*** Data provided ***
// ============================================================================
// SECTION: Tenant Data
// ============================================================================

#[tokio::test]
async fn settings_are_read_by_all_roles_and_written_by_managers() {
    let fixture = fixture().await;
    let (status, settings) = send(&fixture.app, "GET", "/api/settings", Some(CASHIER_TOKEN), None).await;
    assert_eq!(status, StatusCode::OK);
    assert_eq!(settings["restaurant_name"], "Bob's Diner");
    assert_eq!(settings["currency"], "USD");

    let body = json!({ "value": "EUR" });
    let (status, _) =
        send(&fixture.app, "PUT", "/api/settings/currency", Some(CASHIER_TOKEN), Some(body.clone())).await;
    assert_eq!(status, StatusCode::FORBIDDEN);
    let (status, _) =
        send(&fixture.app, "PUT", "/api/settings/currency", Some(OWNER_TOKEN), Some(body.clone())).await;
    assert_eq!(status, StatusCode::OK);
    let (status, _) =
        send(&fixture.app, "PUT", "/api/settings/bad-key", Some(OWNER_TOKEN), Some(body)).await;
    assert_eq!(status, StatusCode::BAD_REQUEST);

    let (_, settings) = send(&fixture.app, "GET", "/api/settings", Some(OWNER_TOKEN), None).await;
    assert_eq!(settings["currency"], "EUR");
}

#[tokio::test]
async fn purchase_order_confirm_receive_and_pay() {
    let fixture = fixture().await;
    seed_purchasing(&fixture).await;
    let order = "/api/purchase-orders/1";

    let (status, _) =
        send(&fixture.app, "POST", &format!("{order}/confirm"), Some(CASHIER_TOKEN), None).await;
    assert_eq!(status, StatusCode::FORBIDDEN);
    let (status, _) =
        send(&fixture.app, "POST", &format!("{order}/receive"), Some(OWNER_TOKEN), None).await;
    assert_eq!(status, StatusCode::CONFLICT);

    let (status, confirmed) =
        send(&fixture.app, "POST", &format!("{order}/confirm"), Some(OWNER_TOKEN), None).await;
    assert_eq!(status, StatusCode::OK);
    assert_eq!(confirmed["status"], "confirmed");
    assert_eq!(confirmed["total"], json!(34.0));
    assert!(confirmed["confirmed_at"].is_string());
    assert_eq!(tenant_value(&fixture, "SELECT balance AS v FROM suppliers WHERE id = 1").await, json!(34.0));
    let (status, _) =
        send(&fixture.app, "POST", &format!("{order}/confirm"), Some(OWNER_TOKEN), None).await;
    assert_eq!(status, StatusCode::CONFLICT);

    let (status, received) =
        send(&fixture.app, "POST", &format!("{order}/receive"), Some(OWNER_TOKEN), None).await;
    assert_eq!(status, StatusCode::OK);
    assert_eq!(received["status"], "received");
    assert_eq!(
        tenant_value(&fixture, "SELECT stock_quantity AS v FROM products WHERE id = 1").await,
        json!(17.0)
    );
    assert_eq!(
        tenant_value(&fixture, "SELECT purchase_rate AS v FROM products WHERE id = 1").await,
        json!(2.0)
    );
    assert_eq!(
        tenant_value(&fixture, "SELECT stock_quantity AS v FROM products WHERE id = 2").await,
        json!(0.0)
    );

    let pay = format!("{order}/pay");
    let (status, _) =
        send(&fixture.app, "POST", &pay, Some(OWNER_TOKEN), Some(json!({ "amount": 50.0 }))).await;
    assert_eq!(status, StatusCode::BAD_REQUEST);
    let (status, paid) =
        send(&fixture.app, "POST", &pay, Some(OWNER_TOKEN), Some(json!({ "amount": 20.0 }))).await;
    assert_eq!(status, StatusCode::OK);
    assert_eq!(paid["paid_amount"], json!(20.0));
    assert_eq!(tenant_value(&fixture, "SELECT balance AS v FROM suppliers WHERE id = 1").await, json!(14.0));
    assert_eq!(
        tenant_value(&fixture, "SELECT COUNT(*) AS v FROM supplier_ledger").await,
        json!(2)
    );

    let (status, _) =
        send(&fixture.app, "POST", "/api/purchase-orders/999/confirm", Some(OWNER_TOKEN), None).await;
    assert_eq!(status, StatusCode::NOT_FOUND);
}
***
- Problem to work on
From the data above, count the lines that hold the string "suppliers". Reply with only that number.

- Answer section
2